I don't think I'm crazy, but I swear that every few nights the air smells really strange in the Riverside area. It smells a little foul, kind of like dirty diapers...has anyone else noticed this? If I'm not imagining this, anyone know where this smell comes from?
That's what happens when too many families go green at the same time - go back to using cloth diapers and save them up for the weekly wash. He, he, he.
Riverside, Two possibilities come to mind. If it's kind of a chemical funk it might be that our last few cold nights have caused some residents to fire up their old oil heaters. One or two in a neighborhood can really stink up the air and there are a surprising number of the old drip type heaters still in use here.
JEA has also been doing sewer clean-outs, but they usually don't smell much for long. If the smell is coming from a storm drain nearby, let JEA know about it and they will do a smoke test to find out if there is a leak between the sewer and storm drain systems.
There will be more "smells" in any environment during the cool winter days when two conditions exist. One is the lack of wind or breeze. The other is the layering or stratification of the air caused by cool air, which of course seeks the earth. The cool or cold air, if it has no wind or breeze, will settle close to the ground, not mixing in the vertical directions as would be case if there was warm air to rise. This settling, traps any odors close to the ground, odors which would normally be mixed by the rising warmer air with the air several thousand feet high.
In other words, it is not so much that more "smells" are being created in the neighborhood, but it is simply that these same smells are not being mixed with the upper air via the wind and the updrafts created by the occasional warmer air.
Recently I was brought back in time to that Georgia Pacific paper mill funk smell that was legendary back 20 years ago....
Maybe it's the sewer pipe that they were "gifted" with to spread filth in the St Johns River...but in the middle mind you,so we won't notice :P
I passed gas. Sorry ;D
I was there this just this past Friday and my buddy and I both noticed a smell similar to a landfill. Never noticed it before. Also what is that really loud siren/horn sound that you hear sometimes? We were near the old Department Of Health and also near Parkview Inn when we heard it.
I believe the smell is coming from the chemical plant near Evergreen Cemetery. The wind seems to be carrying the smell further south than usual lately.
The sound you heard was the "Big Jim" steam whistle at the JEA waterworks plant at 1st & Main in Springfield. It goes off at 7am, 12pm, 1pm, and 5pm on weekdays.

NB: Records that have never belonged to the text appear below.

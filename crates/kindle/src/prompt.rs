//! Interactive collection of project answers

use anyhow::Result;
use dialoguer::{theme::ColorfulTheme, Input, Select};
use kindle_core::types::{
    validate_project_name, Answers, License, DEFAULT_DESCRIPTION, DEFAULT_PROJECT_NAME,
};

/// Validation callback for free-text prompts; `Err` carries the message shown
/// before asking again
pub type Validator<'a> = &'a dyn Fn(&str) -> std::result::Result<(), String>;

/// Source of answers to interactive questions
pub trait Prompter {
    /// Ask for free text, repeating until `validate` accepts the input
    fn text(&mut self, prompt: &str, default: &str, validate: Validator<'_>) -> Result<String>;

    /// Ask to pick one of `items`; returns the chosen index
    fn select(&mut self, prompt: &str, items: &[String], default: usize) -> Result<usize>;
}

/// Prompter backed by the terminal
pub struct DialoguerPrompter {
    theme: ColorfulTheme,
}

impl DialoguerPrompter {
    pub fn new() -> Self {
        Self {
            theme: ColorfulTheme::default(),
        }
    }
}

impl Default for DialoguerPrompter {
    fn default() -> Self {
        Self::new()
    }
}

impl Prompter for DialoguerPrompter {
    fn text(&mut self, prompt: &str, default: &str, validate: Validator<'_>) -> Result<String> {
        let value: String = Input::with_theme(&self.theme)
            .with_prompt(prompt)
            .default(default.to_string())
            .validate_with(|input: &String| validate(input))
            .interact_text()?;
        Ok(value)
    }

    fn select(&mut self, prompt: &str, items: &[String], default: usize) -> Result<usize> {
        let selection = Select::with_theme(&self.theme)
            .with_prompt(prompt)
            .items(items)
            .default(default)
            .interact()?;
        Ok(selection)
    }
}

/// Answers given up front on the command line
#[derive(Debug, Clone, Default)]
pub struct Prefilled {
    pub name: Option<String>,
    pub description: Option<String>,
    pub license: Option<License>,
}

/// Ask for name, description and license, in that order.
///
/// Prefilled values skip their prompt. A prefilled name is validated like a
/// typed one, but an invalid value is an error instead of a new question.
pub fn collect_answers(prefilled: &Prefilled, prompter: &mut dyn Prompter) -> Result<Answers> {
    let name = match &prefilled.name {
        Some(name) => validate_project_name(name)?,
        None => prompter.text("Project name", DEFAULT_PROJECT_NAME, &name_validator)?,
    };

    let description = match &prefilled.description {
        Some(description) => description.clone(),
        None => prompter.text("Project description", DEFAULT_DESCRIPTION, &|_: &str| Ok(()))?,
    };

    let license = match prefilled.license {
        Some(license) => license,
        None => {
            let licenses = License::all();
            let items: Vec<String> = licenses
                .iter()
                .map(|l| format!("{:<14} {}", l.as_str(), l.description()))
                .collect();
            let default = licenses
                .iter()
                .position(|l| *l == License::default())
                .unwrap_or(0);
            let index = prompter.select("License", &items, default)?;
            licenses.get(index).copied().unwrap_or_default()
        }
    };

    Ok(Answers::new(&name, description, license)?)
}

fn name_validator(input: &str) -> std::result::Result<(), String> {
    match validate_project_name(input) {
        Ok(_) => Ok(()),
        Err(kindle_core::Error::InvalidProjectName { reason, .. }) => Err(reason),
        Err(e) => Err(e.to_string()),
    }
}
use std::fs;
use std::path::Path;

use anyhow::{Context, Result};
use pdfview_core::ViewerConfig;

use crate::cli::Options;

/// Read viewer settings from an optional JSON file, then apply command-line
/// overrides. Missing keys keep their defaults.
pub fn load(options: &Options) -> Result<ViewerConfig> {
    let mut config = match &options.config {
        Some(path) => read_file(path)?,
        None => ViewerConfig::default(),
    };
    if let Some(max_zoom) = options.max_zoom {
        config.max_zoom = max_zoom;
    }
    config.validate().context("invalid viewer settings")?;
    Ok(config)
}

fn read_file(path: &Path) -> Result<ViewerConfig> {
    let text = fs::read_to_string(path)
        .with_context(|| format!("cannot read settings file {}", path.display()))?;
    let config = serde_json::from_str(&text)
        .with_context(|| format!("malformed settings file {}", path.display()))?;
    tracing::debug!(path = %path.display(), "loaded settings file");
    Ok(config)
}

#[cfg(test)]
mod tests {
    use super::*;
    use std::io::Write;
    use std::path::PathBuf;

    fn options(config: Option<PathBuf>, max_zoom: Option<f64>) -> Options {
        Options {
            path: PathBuf::from("paper.pdf"),
            windowed: true,
            max_zoom,
            config,
        }
    }

    #[test]
    fn defaults_without_file() {
        let config = load(&options(None, None)).unwrap();
        assert_eq!(config, ViewerConfig::default());
    }

    #[test]
    fn file_values_and_cli_override() {
        let mut file = tempfile::NamedTempFile::new().unwrap();
        write!(file, r#"{{ "max_zoom": 3.0, "zoom_step": 1.5 }}"#).unwrap();

        let config = load(&options(Some(file.path().to_path_buf()), None)).unwrap();
        assert_eq!(config.max_zoom, 3.0);
        assert_eq!(config.zoom_step, 1.5);
        assert_eq!(config.slide_tick_ms, ViewerConfig::default().slide_tick_ms);

        let config = load(&options(Some(file.path().to_path_buf()), Some(9.0))).unwrap();
        assert_eq!(config.max_zoom, 9.0);
    }

    #[test]
    fn invalid_values_are_rejected() {
        let mut file = tempfile::NamedTempFile::new().unwrap();
        write!(file, r#"{{ "zoom_step": 0.5 }}"#).unwrap();
        assert!(load(&options(Some(file.path().to_path_buf()), None)).is_err());
    }

    #[test]
    fn missing_file_is_an_error() {
        let dir = tempfile::tempdir().unwrap();
        let missing = dir.path().join("absent.json");
        let err = load(&options(Some(missing), None)).unwrap_err();
        assert!(err.to_string().contains("cannot read settings file"));
    }
}
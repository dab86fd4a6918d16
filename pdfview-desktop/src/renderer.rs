//! PDFium-backed implementation of the viewer's backend traits.

use std::cell::RefCell;
use std::path::Path;
use std::rc::Rc;

use anyhow::{Context, Result};
use image::RgbaImage;
use pdfium_render::prelude::*;
use pdfview_core::metadata::parse_pdf_date;
use pdfview_core::{
    Backend, BackendError, DocumentHandle, Metadata, PageHandle, PageOrientation, RasterRequest,
    SizeF,
};

/// Opens documents through a PDFium library bound once for the process.
pub struct PdfiumBackend {
    pdfium: &'static Pdfium,
}

impl PdfiumBackend {
    pub fn new() -> Result<Self> {
        let bindings = Pdfium::bind_to_library(Pdfium::pdfium_platform_library_name_at_path("./"))
            .or_else(|_| Pdfium::bind_to_system_library())
            .context("Failed to bind to PDFium library. Please install PDFium or download the library from https://github.com/bblanchon/pdfium-binaries")?;
        // Documents and pages borrow the library; it lives as long as the process.
        let pdfium: &'static Pdfium = Box::leak(Box::new(Pdfium::new(bindings)));
        Ok(Self { pdfium })
    }
}

impl Backend for PdfiumBackend {
    type Document = PdfiumDocument;

    fn load(&self, path: &Path) -> std::result::Result<PdfiumDocument, BackendError> {
        match self.pdfium.load_pdf_from_file(path, None) {
            Ok(inner) => Ok(PdfiumDocument { inner }),
            Err(PdfiumError::PdfiumLibraryInternalError(PdfiumInternalError::PasswordError)) => {
                Err(BackendError::Locked)
            }
            Err(err) => Err(BackendError::Unreadable(err.to_string())),
        }
    }
}

pub struct PdfiumDocument {
    inner: PdfDocument<'static>,
}

impl DocumentHandle for PdfiumDocument {
    type Page = PdfiumPage;

    fn is_locked(&self) -> bool {
        // PDFium refuses to load encrypted documents without the password.
        false
    }

    fn page_count(&self) -> usize {
        self.inner.pages().len() as usize
    }

    fn page(&self, index: usize) -> std::result::Result<PdfiumPage, BackendError> {
        let page_error = |reason: String| BackendError::Page { index, reason };
        let page_index = u16::try_from(index).map_err(|err| page_error(err.to_string()))?;
        let inner = self
            .inner
            .pages()
            .get(page_index)
            .map_err(|err| page_error(err.to_string()))?;
        Ok(PdfiumPage {
            inner,
            raster: RefCell::new(None),
        })
    }

    fn metadata(&self) -> Metadata {
        let metadata = self.inner.metadata();
        let text = |tag: PdfDocumentMetadataTagType| {
            metadata
                .get(tag)
                .map(|entry| entry.value().to_string())
                .unwrap_or_default()
        };
        let date = |tag: PdfDocumentMetadataTagType| {
            metadata
                .get(tag)
                .and_then(|entry| parse_pdf_date(entry.value()))
        };
        Metadata {
            title: text(PdfDocumentMetadataTagType::Title),
            author: text(PdfDocumentMetadataTagType::Author),
            creator: text(PdfDocumentMetadataTagType::Creator),
            creation_date: date(PdfDocumentMetadataTagType::CreationDate),
            modification_date: date(PdfDocumentMetadataTagType::ModificationDate),
        }
    }
}

/// Key of the last full-page raster: scale bits and rotation.
type RasterKey = (u64, PageOrientation);

/// Largest full-page raster kept between strip requests, in pixels
/// (about 200 MiB of RGBA).
const MAX_CACHED_PIXELS: u64 = 50 * 1024 * 1024;

fn keeps_raster(width: u32, height: u32) -> bool {
    u64::from(width) * u64::from(height) <= MAX_CACHED_PIXELS
}

pub struct PdfiumPage {
    inner: PdfPage<'static>,
    raster: RefCell<Option<(RasterKey, Rc<RgbaImage>)>>,
}

impl PdfiumPage {
    /// Render the whole page, reusing the previous raster for the same scale
    /// and rotation. Panning asks for many strips of one raster.
    ///
    /// Rasters above [`MAX_CACHED_PIXELS`] are dropped after use.
    fn full_raster(&self, scale: f64, orientation: PageOrientation) -> Result<Rc<RgbaImage>> {
        let key = (scale.to_bits(), orientation);
        if let Some((cached, image)) = self.raster.borrow().as_ref() {
            if *cached == key {
                return Ok(Rc::clone(image));
            }
        }
        // Release the stale raster before allocating its replacement.
        self.raster.borrow_mut().take();

        let config = PdfRenderConfig::new()
            .scale_page_by_factor(scale as f32)
            .rotate(render_rotation(orientation), false);
        let bitmap = self
            .inner
            .render_with_config(&config)
            .context("Failed to render page")?;
        let image = RgbaImage::from_raw(
            bitmap.width() as u32,
            bitmap.height() as u32,
            bitmap.as_rgba_bytes(),
        )
        .context("Failed to create image from bitmap")?;

        tracing::debug!(
            width = image.width(),
            height = image.height(),
            degrees = orientation.degrees(),
            "rasterized full page"
        );
        let image = Rc::new(image);
        if keeps_raster(image.width(), image.height()) {
            *self.raster.borrow_mut() = Some((key, Rc::clone(&image)));
        }
        Ok(image)
    }
}

impl PageHandle for PdfiumPage {
    fn natural_size(&self) -> SizeF {
        SizeF::new(
            f64::from(self.inner.width().value),
            f64::from(self.inner.height().value),
        )
    }

    fn rasterize(&self, request: &RasterRequest) -> std::result::Result<RgbaImage, BackendError> {
        let clip = request.clip;
        let full = self
            .full_raster(request.scale_x(), request.orientation)
            .map_err(|err| BackendError::Raster(format!("{err:#}")))?;

        let mut out = RgbaImage::from_pixel(
            clip.width.max(0) as u32,
            clip.height.max(0) as u32,
            image::Rgba([255, 255, 255, 255]),
        );
        // PDFium may round the page size one pixel differently; the white
        // fill covers any shortfall at the far edges.
        let region = image::imageops::crop_imm(
            full.as_ref(),
            clip.x.max(0) as u32,
            clip.y.max(0) as u32,
            out.width(),
            out.height(),
        )
        .to_image();
        image::imageops::replace(&mut out, &region, 0, 0);
        Ok(out)
    }
}

fn render_rotation(orientation: PageOrientation) -> PdfPageRenderRotation {
    match orientation {
        PageOrientation::ZeroPi => PdfPageRenderRotation::None,
        PageOrientation::HalfPi => PdfPageRenderRotation::Degrees90,
        PageOrientation::OnePi => PdfPageRenderRotation::Degrees180,
        PageOrientation::OneHalfPi => PdfPageRenderRotation::Degrees270,
    }
}

#[cfg(test)]
mod tests {
    use super::*;

    #[test]
    fn only_moderate_rasters_are_kept() {
        // Letter page at fit on a 1080p screen, and at 6x of that.
        assert!(keeps_raster(1_080, 1_397));
        assert!(!keeps_raster(6_480, 8_382));
        assert!(keeps_raster(1, MAX_CACHED_PIXELS as u32));
    }

    #[test]
    fn quarter_turns_map_to_pdfium_rotations() {
        assert!(matches!(
            render_rotation(PageOrientation::ZeroPi),
            PdfPageRenderRotation::None
        ));
        assert!(matches!(
            render_rotation(PageOrientation::ZeroPi.clockwise()),
            PdfPageRenderRotation::Degrees90
        ));
        assert!(matches!(
            render_rotation(PageOrientation::ZeroPi.counter_clockwise()),
            PdfPageRenderRotation::Degrees270
        ));
    }
}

I think it is a combination of that and the Buckman sewer plant. Any time there is a northeast wind, it blows those smells right over the city. SE wind means the smell of coffee!
If you were in the brewery district south of I-10, you might be familiar with that sticky sweet smell akin to auto body paint.
Nomeus, here's a link to an article about Big Jim, Jacksonville's oldest city employee, on the job since 1890. There's a bunch of other stuff on the internet if you "google" Big Jim in Jacksonville, Florida.
http://www.examiner.com/greater-jacksonville-in-jacksonville/big-jim-the-voice-of-jacksonville
Quote from: stephendare on August 22, 2012, 11:36:26 AM
any update on this?
The smell of money? Like Jake Goldbold once said about the paper mills.
just like the Phil Collins song!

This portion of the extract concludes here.